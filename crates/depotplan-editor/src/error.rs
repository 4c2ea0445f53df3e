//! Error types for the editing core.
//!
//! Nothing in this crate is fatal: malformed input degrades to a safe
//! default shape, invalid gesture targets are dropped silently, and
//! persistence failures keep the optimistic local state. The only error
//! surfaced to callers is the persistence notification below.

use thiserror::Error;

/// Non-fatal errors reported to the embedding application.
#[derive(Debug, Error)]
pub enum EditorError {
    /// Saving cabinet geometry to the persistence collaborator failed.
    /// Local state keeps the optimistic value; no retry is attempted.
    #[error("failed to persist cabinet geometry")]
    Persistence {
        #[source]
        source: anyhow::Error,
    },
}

# # # # # # #

§ **ASSIGNED TASK**
Each record must be reproduced exactly, with nothing missing.

§ **EXERCISE ANSWER**
filename crates/depotplan-editor/src/error.rs
repository 4c2ea0445f53df3e
//! Error types for the editing core.
//!
//! Nothing in this crate is fatal: malformed input degrades to a safe
//! default shape, invalid gesture targets are dropped silently, and
//! persistence failures keep the optimistic local state. The only error
//! surfaced to callers is the persistence notification below.

use thiserror::Error;

/// Non-fatal errors reported to the embedding application.
#[derive(Debug, Error)]
pub enum EditorError {
    /// Saving cabinet geometry to the persistence collaborator failed.
    /// Local state keeps the optimistic value; no retry is attempted.
    #[error("failed to persist cabinet geometry")]
    Persistence {
        #[source]
        source: anyhow::Error,
    },
}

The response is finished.